Nearly 2,100 people work for Horry County, and according to county documents provided to News13, more than 1,000 of those employees are the men and women who work to keep you safe.
News13 received Horry County’s terminated and new hires reports through the Freedom of Information Act. Countywide as of April 15, 2015, more than 1,200 employees were listed on the terminated report since 2011. County officials explained those numbers include retirements, part-time or seasonal staff, temporary positions, consolidation, department transfers, voluntary and involuntary terminations. Nearly 850 were listed on the new hires report.
In 2014, Horry County employee turnover stood at 13.34%. That rate has hovered between 10.30% and 13.34% since 2011. Those numbers exclude temporary positions.
At J. Reuben Long Detention Center in Conway, Director Tom Fox says Detention is mandated by state statute minimum standards to staff posts at the facility. However, he says it’s hard to meet those standards because of his department’s high employee turnover. It’s a problem he calls “common” in his department, and one it has struggled with
“We’re always working short,” he explained. “We’ve been down as much as 40 people at one time this year. What that does is cause staffing shortages on the squads, so you have mandatory overtime, which causes morale problems.”

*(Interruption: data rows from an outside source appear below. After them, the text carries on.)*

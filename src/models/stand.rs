use serde::{Deserialize, Serialize};

use crate::error::YieldError;
use crate::site_index::{index_to_height, years_to_breast_height, AgeType, SiteIndexEquation};

use super::{Region, UtilizationVector};

/// Site curve used to derive a stand's dominant height.
#[derive(Debug, Clone, Serialize, Deserialize)]
pub struct SiteCurve {
    /// Site index equation
    pub equation: SiteIndexEquation,
    /// Site index (m at breast-height age 50)
    pub site_index: f64,
    /// Total age in years
    pub age_total: f64,
    /// Years to breast height; recomputed from the equation when absent
    pub years_to_breast_height: Option<f64>,
}

impl SiteCurve {
    pub fn years_to_breast_height(&self) -> Result<f64, YieldError> {
        match self.years_to_breast_height {
            Some(y) => Ok(y),
            None => years_to_breast_height(self.equation, self.site_index),
        }
    }

    /// Dominant height at `age_total` along the curve.
    pub fn height(&self) -> Result<f64, YieldError> {
        let y2bh = self.years_to_breast_height()?;
        index_to_height(
            self.equation,
            self.age_total,
            AgeType::Total,
            self.site_index,
            y2bh,
            0.5,
        )
    }

    pub fn breast_height_age(&self) -> Result<f64, YieldError> {
        Ok(self.age_total - self.years_to_breast_height()?)
    }
}

/// Adjustments added to the volume logits, one per band.
#[derive(Debug, Clone, Copy, Default, Serialize, Deserialize)]
#[serde(default)]
pub struct VolumeAdjustments {
    pub close_utilization: UtilizationVector,
    pub net_decay: UtilizationVector,
    pub net_decay_waste: UtilizationVector,
}

/// One species (genus) of the primary layer.
#[derive(Debug, Clone, Serialize, Deserialize)]
pub struct SpeciesStand {
    /// Genus code, e.g. "F" or "PL"
    pub genus: String,
    /// Fraction of the layer's base area held by this genus (0.0 - 1.0)
    pub fraction: f32,
    /// Lorey height in metres
    pub lorey_height: f32,
    /// Quadratic mean diameter (cm) if already known
    pub quad_mean_diameter: Option<f32>,
    pub volume_group: i32,
    pub decay_group: i32,
    pub breakage_group: i32,
    #[serde(default)]
    pub adjustments: VolumeAdjustments,
}

/// A primary layer ready for estimation.
#[derive(Debug, Clone, Serialize, Deserialize)]
pub struct Stand {
    /// Polygon identifier
    pub id: String,
    /// Growth BEC zone alias, e.g. "CWH"
    pub bec: String,
    /// Decay BEC zone alias; defaults to `bec`
    pub decay_bec: Option<String>,
    pub region: Region,
    /// Breast-height age in years
    pub age_breast_height: Option<f32>,
    /// Dominant height in metres
    pub dominant_height: Option<f32>,
    /// Base area (m²/ha) of trees 7.5 cm and over
    pub base_area: f32,
    /// Trees per hectare, 7.5 cm and over
    pub trees_per_hectare: f32,
    /// Lorey height in metres
    pub lorey_height: f32,
    /// Base area of the veteran layer above this one
    pub veteran_base_area: Option<f32>,
    /// Group selecting the yield-curve upper bounds
    pub basal_area_group: Option<i32>,
    pub site: Option<SiteCurve>,
    pub species: Vec<SpeciesStand>,
}

impl Stand {
    pub fn decay_bec(&self) -> &str {
        self.decay_bec.as_deref().unwrap_or(&self.bec)
    }

    /// Species base area from its fraction of the layer.
    pub fn species_base_area(&self, species: &SpeciesStand) -> f32 {
        species.fraction * self.base_area
    }

    /// Quadratic mean diameter of the whole layer.
    pub fn quad_mean_diameter(&self) -> f32 {
        crate::estimation::quad_mean_diameter(self.base_area, self.trees_per_hectare)
    }

    /// The stated dominant height, else the site curve's height.
    pub fn resolve_dominant_height(&self) -> Result<Option<f32>, YieldError> {
        if let Some(h) = self.dominant_height {
            return Ok(Some(h));
        }
        match &self.site {
            Some(site) => Ok(Some(site.height()? as f32)),
            None => Ok(None),
        }
    }

    /// The stated breast-height age, else the site curve's.
    pub fn resolve_breast_height_age(&self) -> Result<Option<f32>, YieldError> {
        if let Some(age) = self.age_breast_height {
            return Ok(Some(age));
        }
        match &self.site {
            Some(site) => Ok(Some(site.breast_height_age()? as f32)),
            None => Ok(None),
        }
    }

    /// Validate layer totals and species fractions.
    pub fn validate(&self) -> Result<(), YieldError> {
        if self.species.is_empty() {
            return Err(YieldError::Validation(format!(
                "Stand {}: no species",
                self.id
            )));
        }
        if !(self.base_area > 0.0) {
            return Err(YieldError::Validation(format!(
                "Stand {}: base area must be positive, got {}",
                self.id, self.base_area
            )));
        }
        if !(self.trees_per_hectare > 0.0) {
            return Err(YieldError::Validation(format!(
                "Stand {}: trees per hectare must be positive, got {}",
                self.id, self.trees_per_hectare
            )));
        }
        if !(self.lorey_height > 0.0) {
            return Err(YieldError::Validation(format!(
                "Stand {}: lorey height must be positive, got {}",
                self.id, self.lorey_height
            )));
        }
        for sp in &self.species {
            if !(sp.fraction > 0.0 && sp.fraction <= 1.0) {
                return Err(YieldError::Validation(format!(
                    "Stand {}, genus {}: fraction must be in (0, 1], got {}",
                    self.id, sp.genus, sp.fraction
                )));
            }
            if !(sp.lorey_height > 0.0) {
                return Err(YieldError::Validation(format!(
                    "Stand {}, genus {}: lorey height must be positive, got {}",
                    self.id, sp.genus, sp.lorey_height
                )));
            }
        }
        let total: f32 = self.species.iter().map(|s| s.fraction).sum();
        if (total - 1.0).abs() > 0.01 {
            return Err(YieldError::Validation(format!(
                "Stand {}: species fractions sum to {total}, expected 1",
                self.id
            )));
        }
        for (i, sp) in self.species.iter().enumerate() {
            if self.species[..i].iter().any(|s| s.genus == sp.genus) {
                return Err(YieldError::Validation(format!(
                    "Stand {}: genus {} listed twice",
                    self.id, sp.genus
                )));
            }
        }
        Ok(())
    }
}

#[cfg(test)]
mod tests {
    use super::*;

    fn make_species(genus: &str, fraction: f32) -> SpeciesStand {
        SpeciesStand {
            genus: genus.to_string(),
            fraction,
            lorey_height: 20.0,
            quad_mean_diameter: None,
            volume_group: 1,
            decay_group: 1,
            breakage_group: 1,
            adjustments: VolumeAdjustments::default(),
        }
    }

    fn make_stand(species: Vec<SpeciesStand>) -> Stand {
        Stand {
            id: "TEST-1".to_string(),
            bec: "CWH".to_string(),
            decay_bec: None,
            region: Region::Coast,
            age_breast_height: Some(45.0),
            dominant_height: Some(24.0),
            base_area: 30.0,
            trees_per_hectare: 600.0,
            lorey_height: 21.0,
            veteran_base_area: None,
            basal_area_group: Some(1),
            site: None,
            species,
        }
    }

    #[test]
    fn test_valid_stand() {
        let stand = make_stand(vec![make_species("F", 0.7), make_species("H", 0.3)]);
        assert!(stand.validate().is_ok());
        assert_eq!(stand.decay_bec(), "CWH");
        assert!((stand.species_base_area(&stand.species[0]) - 21.0).abs() < 1e-4);
    }

    #[test]
    fn test_fractions_must_sum_to_one() {
        let stand = make_stand(vec![make_species("F", 0.5), make_species("H", 0.3)]);
        let err = stand.validate().unwrap_err();
        assert!(err.to_string().contains("sum to"));
    }

    #[test]
    fn test_duplicate_genus_rejected() {
        let stand = make_stand(vec![make_species("F", 0.5), make_species("F", 0.5)]);
        assert!(stand.validate().is_err());
    }

    #[test]
    fn test_zero_base_area_rejected() {
        let mut stand = make_stand(vec![make_species("F", 1.0)]);
        stand.base_area = 0.0;
        assert!(matches!(stand.validate(), Err(YieldError::Validation(_))));
    }

    #[test]
    fn test_empty_species_rejected() {
        let stand = make_stand(vec![]);
        assert!(stand.validate().is_err());
    }

    #[test]
    fn test_dominant_height_from_site_curve() {
        let mut stand = make_stand(vec![make_species("F", 1.0)]);
        stand.dominant_height = None;
        stand.age_breast_height = None;
        stand.site = Some(SiteCurve {
            equation: SiteIndexEquation::FdcBruce,
            site_index: 30.0,
            age_total: 60.0,
            years_to_breast_height: None,
        });
        let h = stand.resolve_dominant_height().unwrap().unwrap();
        assert!(h > 25.0 && h < 40.0, "height {h}");
        let age = stand.resolve_breast_height_age().unwrap().unwrap();
        assert!((age - (60.0 - (13.25 - 30.0 / 6.096)) as f32).abs() < 1e-3);
    }

    #[test]
    fn test_stated_values_win_over_site_curve() {
        let stand = make_stand(vec![make_species("F", 1.0)]);
        assert_eq!(stand.resolve_dominant_height().unwrap(), Some(24.0));
        assert_eq!(stand.resolve_breast_height_age().unwrap(), Some(45.0));
    }

    #[test]
    fn test_stand_json_roundtrip() {
        let stand = make_stand(vec![make_species("F", 1.0)]);
        let json = serde_json::to_string(&stand).unwrap();
        let back: Stand = serde_json::from_str(&json).unwrap();
        assert_eq!(back.species.len(), 1);
        assert_eq!(back.region, Region::Coast);
    }
}
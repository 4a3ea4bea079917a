mod tables;

pub use tables::{
    format_equation_table, format_reconciliation_table, format_utilization_report,
    print_equation_table, print_reconciliation_table, print_utilization_report,
};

An Horry County employee turnover report reveals Detention had a 19% employee turnover rate in the 2014 calendar year. Fox says right now, he’s nearly 20 employees short. He says they’re leaving for other departments, promotions, different positions, more money or to retire – whether it’s in or out of Horry County.
We asked Fox how much it costs to hire, train and retain one of his officers.
“We value an employee within the first year — almost about $32,000 to hire them, train them and retain them,” he revealed. “We lost about 55 people this year since July 1. Multiply that figure and that’s a lot of money.”
Horry County Chief Saundra Rhodes says that figure is significantly higher in her department. She estimates the county spends $104,000 on new hires – between hiring, training and equipment. Rhodes says her department has lost 91 employees since 2011.
Still, she insists that turnover is low.
“For 2014 it was only 4 percent, but when we are short, it most certainly puts a strain on everyone. Our officers are dedicated and don’t complain when they do have to cover additional areas when they’re short.”
Rhodes hopes this budget year to add four new detectives to her team of approximately 255 employees. She says the new detectives would help lighten a heavy caseload already handled by her current investigators.
“Additional staff would allow us to provide additional services, and anything I can do to increase the services and decrease response time to go to calls of service, I would want to do so,” she said when asked if she could use more personnel in the department.
Two former county employees told News13 they decided to find new jobs for better pay and benefits. Both claimed their respective departments were short-staffed. Both later asked News13 not to air or publish their interviews.
News13 requested a current staffing vacancy report to see if the Detention Center, Horry County Police, Horry County Fire Rescue or the Horry County Sheriff’s Office were short staffed.
As of May 4, 2015, a county report received by News13 reveals the following positions need filled:
Horry County Police Department
8 Patrol Officers
1 Senior Detective
1 Desk Officer
Horry County Fire Rescue
25 Firefighter/EMTs (14 will begin work on May 18 and the next new-hire testing to fill the remaining vacancies begin at the end of May)
1 Training Officer
2 Battalion Chiefs
1 Trades Worker
15 Correction Officer Vacancies (23 officers hired in April. Testing to fill vacancies to begin in June)
1 Chief Investigator
1 Administrative Assistant
Horry County Sheriff’s Office
1 Deputy Sheriff
1 Court Security Officer
“I think we’re in good shape,” Horry County Council Chairman Mark Lazarus said, when asked about current staffing within the county. “We offer a good benefits package, good salaries here, good working conditions. If they are already in the budget to be funded, it’s just a matter of finding the right individual to hire to fill the positions.”
While both Fox and Rhodes say pay has been a sticking point in the past, Lazarus says a cost of living adjustment was not included in this year’s proposed budget. He says, however, there is a chance that could change.
“We have a lot of wants in our house, but we only have X amount of dollars coming in, so we have to find out from a county council level what are we willing to do to bring more revenues in?”
Lazarus mentioned to News13 it could mean millage increases, impact fees or other service fees if county council cannot find the necessary money.
“We’re trying to look for now is where can we find revenues in order to be able to give out some more raises [and] to be able to absorb – and continue to absorb – the ever increasing cost of health insurance,” Lazarus said.
County council is scheduled to discuss the proposed budget at the end of May, and changes could happen until the final budget is approved.
“Public safety officers jobs are very difficult – emotionally, financially. It really means a lot that they are recognized, not only by pay raises, but throughout the community,” Fox said.
News13 requested on-camera interviews with Horry County Administrator Chris Eldridge, Horry County Fire Chief Fred Crosby and Horry County Sheriff Phillip Thompson. All declined our request.